### Data items
§ §

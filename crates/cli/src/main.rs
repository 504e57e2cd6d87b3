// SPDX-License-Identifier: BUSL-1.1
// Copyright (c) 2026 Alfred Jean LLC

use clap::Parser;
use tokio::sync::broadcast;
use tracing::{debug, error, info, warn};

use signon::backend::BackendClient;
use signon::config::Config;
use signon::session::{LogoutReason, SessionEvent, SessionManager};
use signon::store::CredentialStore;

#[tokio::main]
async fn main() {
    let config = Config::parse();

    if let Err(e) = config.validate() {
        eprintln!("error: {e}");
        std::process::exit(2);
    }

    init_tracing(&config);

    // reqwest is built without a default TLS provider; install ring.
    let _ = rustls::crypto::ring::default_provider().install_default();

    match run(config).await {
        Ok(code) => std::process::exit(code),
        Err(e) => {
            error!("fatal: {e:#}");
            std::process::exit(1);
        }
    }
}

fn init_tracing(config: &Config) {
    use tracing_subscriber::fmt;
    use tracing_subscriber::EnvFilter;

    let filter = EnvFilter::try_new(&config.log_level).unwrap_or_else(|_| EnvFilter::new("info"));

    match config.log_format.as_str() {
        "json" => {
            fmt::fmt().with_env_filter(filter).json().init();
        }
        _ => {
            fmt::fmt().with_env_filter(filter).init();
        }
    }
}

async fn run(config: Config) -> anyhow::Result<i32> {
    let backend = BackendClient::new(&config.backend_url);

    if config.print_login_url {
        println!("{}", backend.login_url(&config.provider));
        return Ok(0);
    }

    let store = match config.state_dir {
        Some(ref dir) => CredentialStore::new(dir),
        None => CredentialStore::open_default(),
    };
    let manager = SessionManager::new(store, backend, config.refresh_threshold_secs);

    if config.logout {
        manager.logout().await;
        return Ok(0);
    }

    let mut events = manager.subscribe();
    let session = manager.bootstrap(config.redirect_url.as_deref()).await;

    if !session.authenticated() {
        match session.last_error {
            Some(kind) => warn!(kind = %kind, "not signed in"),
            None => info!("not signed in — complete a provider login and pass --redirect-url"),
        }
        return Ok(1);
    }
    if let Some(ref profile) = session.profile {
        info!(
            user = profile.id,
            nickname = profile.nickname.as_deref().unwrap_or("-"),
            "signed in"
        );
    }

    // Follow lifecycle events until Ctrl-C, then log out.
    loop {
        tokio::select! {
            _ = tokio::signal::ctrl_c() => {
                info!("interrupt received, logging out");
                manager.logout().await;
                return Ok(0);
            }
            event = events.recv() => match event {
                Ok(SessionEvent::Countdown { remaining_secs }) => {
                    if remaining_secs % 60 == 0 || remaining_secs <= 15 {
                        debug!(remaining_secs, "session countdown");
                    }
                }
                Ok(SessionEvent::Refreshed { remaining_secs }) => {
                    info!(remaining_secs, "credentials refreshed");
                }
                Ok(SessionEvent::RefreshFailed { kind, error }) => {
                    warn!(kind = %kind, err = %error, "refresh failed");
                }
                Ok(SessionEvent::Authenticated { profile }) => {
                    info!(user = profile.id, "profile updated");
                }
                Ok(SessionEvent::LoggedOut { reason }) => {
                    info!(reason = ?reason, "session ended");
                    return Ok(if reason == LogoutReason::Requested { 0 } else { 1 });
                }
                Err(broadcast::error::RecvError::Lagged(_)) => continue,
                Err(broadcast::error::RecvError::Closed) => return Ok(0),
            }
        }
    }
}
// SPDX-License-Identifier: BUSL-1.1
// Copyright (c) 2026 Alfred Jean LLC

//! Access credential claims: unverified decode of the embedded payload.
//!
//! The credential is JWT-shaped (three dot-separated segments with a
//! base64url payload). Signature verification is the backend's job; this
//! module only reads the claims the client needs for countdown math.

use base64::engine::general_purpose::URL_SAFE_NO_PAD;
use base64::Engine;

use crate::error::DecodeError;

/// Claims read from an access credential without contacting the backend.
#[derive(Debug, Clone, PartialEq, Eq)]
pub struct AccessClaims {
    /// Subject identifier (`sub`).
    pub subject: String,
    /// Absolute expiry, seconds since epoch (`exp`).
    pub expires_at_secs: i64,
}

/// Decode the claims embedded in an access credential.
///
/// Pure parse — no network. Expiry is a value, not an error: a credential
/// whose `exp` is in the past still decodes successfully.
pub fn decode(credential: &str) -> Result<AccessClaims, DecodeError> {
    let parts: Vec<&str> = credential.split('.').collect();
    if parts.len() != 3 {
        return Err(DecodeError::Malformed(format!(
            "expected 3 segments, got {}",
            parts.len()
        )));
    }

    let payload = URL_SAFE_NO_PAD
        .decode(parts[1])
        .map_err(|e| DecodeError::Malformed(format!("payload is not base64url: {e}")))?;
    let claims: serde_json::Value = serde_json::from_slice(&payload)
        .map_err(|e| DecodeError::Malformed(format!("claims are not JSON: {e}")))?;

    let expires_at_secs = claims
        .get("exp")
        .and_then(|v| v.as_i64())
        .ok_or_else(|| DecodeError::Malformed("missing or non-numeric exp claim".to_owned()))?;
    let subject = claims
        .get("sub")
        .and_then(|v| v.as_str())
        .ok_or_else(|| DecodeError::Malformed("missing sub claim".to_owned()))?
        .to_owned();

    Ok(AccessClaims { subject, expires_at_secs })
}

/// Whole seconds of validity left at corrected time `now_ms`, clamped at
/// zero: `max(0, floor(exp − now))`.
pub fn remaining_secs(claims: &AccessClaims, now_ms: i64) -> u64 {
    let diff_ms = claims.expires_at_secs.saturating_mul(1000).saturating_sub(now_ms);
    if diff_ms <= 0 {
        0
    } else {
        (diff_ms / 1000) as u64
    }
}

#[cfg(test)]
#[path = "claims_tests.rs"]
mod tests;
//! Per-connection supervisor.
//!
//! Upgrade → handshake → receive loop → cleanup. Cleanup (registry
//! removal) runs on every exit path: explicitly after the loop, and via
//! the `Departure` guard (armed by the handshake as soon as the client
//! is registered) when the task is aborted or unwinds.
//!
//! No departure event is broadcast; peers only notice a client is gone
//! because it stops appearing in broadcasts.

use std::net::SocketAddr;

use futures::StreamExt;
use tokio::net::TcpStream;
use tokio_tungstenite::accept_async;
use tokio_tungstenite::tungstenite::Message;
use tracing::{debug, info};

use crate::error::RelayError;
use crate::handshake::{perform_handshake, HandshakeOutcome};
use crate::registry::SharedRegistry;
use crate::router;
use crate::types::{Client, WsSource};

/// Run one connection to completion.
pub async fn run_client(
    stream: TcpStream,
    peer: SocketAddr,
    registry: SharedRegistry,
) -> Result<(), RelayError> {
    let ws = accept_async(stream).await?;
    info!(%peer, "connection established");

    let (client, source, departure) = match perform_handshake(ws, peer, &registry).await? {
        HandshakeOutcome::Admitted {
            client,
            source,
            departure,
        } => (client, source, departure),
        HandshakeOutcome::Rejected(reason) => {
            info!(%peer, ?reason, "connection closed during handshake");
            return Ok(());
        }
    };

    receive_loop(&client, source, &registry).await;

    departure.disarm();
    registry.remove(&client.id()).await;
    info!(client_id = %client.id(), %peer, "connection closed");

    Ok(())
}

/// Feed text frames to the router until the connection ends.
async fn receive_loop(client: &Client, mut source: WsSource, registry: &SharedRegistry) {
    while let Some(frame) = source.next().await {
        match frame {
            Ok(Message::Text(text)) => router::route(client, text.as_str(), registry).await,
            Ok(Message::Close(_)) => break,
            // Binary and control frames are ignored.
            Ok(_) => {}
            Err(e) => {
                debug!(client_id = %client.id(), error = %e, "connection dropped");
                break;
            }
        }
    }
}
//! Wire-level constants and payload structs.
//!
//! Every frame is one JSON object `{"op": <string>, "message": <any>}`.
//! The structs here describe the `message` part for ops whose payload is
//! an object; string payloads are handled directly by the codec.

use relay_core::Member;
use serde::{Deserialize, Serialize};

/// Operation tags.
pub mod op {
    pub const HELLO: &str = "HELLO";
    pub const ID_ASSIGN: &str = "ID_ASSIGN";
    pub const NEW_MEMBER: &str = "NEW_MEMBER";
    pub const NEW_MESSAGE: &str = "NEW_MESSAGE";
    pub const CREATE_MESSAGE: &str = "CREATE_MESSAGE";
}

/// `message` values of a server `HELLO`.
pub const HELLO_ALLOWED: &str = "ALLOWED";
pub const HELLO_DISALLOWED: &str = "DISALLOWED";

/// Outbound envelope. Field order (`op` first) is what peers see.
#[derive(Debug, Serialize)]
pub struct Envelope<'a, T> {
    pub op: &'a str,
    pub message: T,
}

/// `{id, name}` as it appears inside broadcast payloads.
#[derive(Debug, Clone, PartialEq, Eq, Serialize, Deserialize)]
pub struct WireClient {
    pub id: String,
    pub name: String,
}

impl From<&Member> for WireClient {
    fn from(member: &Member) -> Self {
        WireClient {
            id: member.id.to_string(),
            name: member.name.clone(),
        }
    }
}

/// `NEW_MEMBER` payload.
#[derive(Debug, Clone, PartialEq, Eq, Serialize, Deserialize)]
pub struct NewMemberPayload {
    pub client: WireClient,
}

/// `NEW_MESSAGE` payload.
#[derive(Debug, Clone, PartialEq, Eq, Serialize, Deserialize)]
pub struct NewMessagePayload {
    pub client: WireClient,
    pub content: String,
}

§ §

### Goal of the exercise
Reproduce the lines of the entries above from the one with "fmt::fmt().with_env_filter(filter).json().init();" to the one with "Some(ref dir) =>", both included, exactly and without any other line.

### Task output
            fmt::fmt().with_env_filter(filter).json().init();
        }
        _ => {
            fmt::fmt().with_env_filter(filter).init();
        }
    }
}

async fn run(config: Config) -> anyhow::Result<i32> {
    let backend = BackendClient::new(&config.backend_url);

    if config.print_login_url {
        println!("{}", backend.login_url(&config.provider));
        return Ok(0);
    }

    let store = match config.state_dir {
        Some(ref dir) => CredentialStore::new(dir),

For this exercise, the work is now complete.